Saved entries
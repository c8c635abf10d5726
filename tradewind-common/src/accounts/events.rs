//! Account events.

use chrono::{DateTime, Utc};
use rust_decimal::Decimal;
use serde::{Deserialize, Serialize};
use uuid::Uuid;

use crate::identifiers::AccountId;
use crate::types::{Currency, Money};

/// A snapshot of account cash and margin state from the venue.
#[derive(Debug, Clone, PartialEq, Eq, Serialize, Deserialize)]
pub struct AccountStateEvent {
    pub account_id: AccountId,
    pub currency: Currency,
    pub cash_balance: Money,
    pub cash_start_day: Money,
    pub cash_activity_day: Money,
    pub margin_used_liquidation: Money,
    pub margin_used_maintenance: Money,
    pub margin_ratio: Decimal,
    pub margin_call_status: String,
    pub id: Uuid,
    pub timestamp: DateTime<Utc>,
}

impl AccountStateEvent {
    /// Name used as the `Type` label on the wire.
    pub fn type_name(&self) -> &'static str {
        "AccountStateEvent"
    }
}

TASK DESCRIPTION
Copy out every line of the data that includes "AccountStateEvent".

RESPONSE TO THIS TASK
pub struct AccountStateEvent {
impl AccountStateEvent {
        "AccountStateEvent"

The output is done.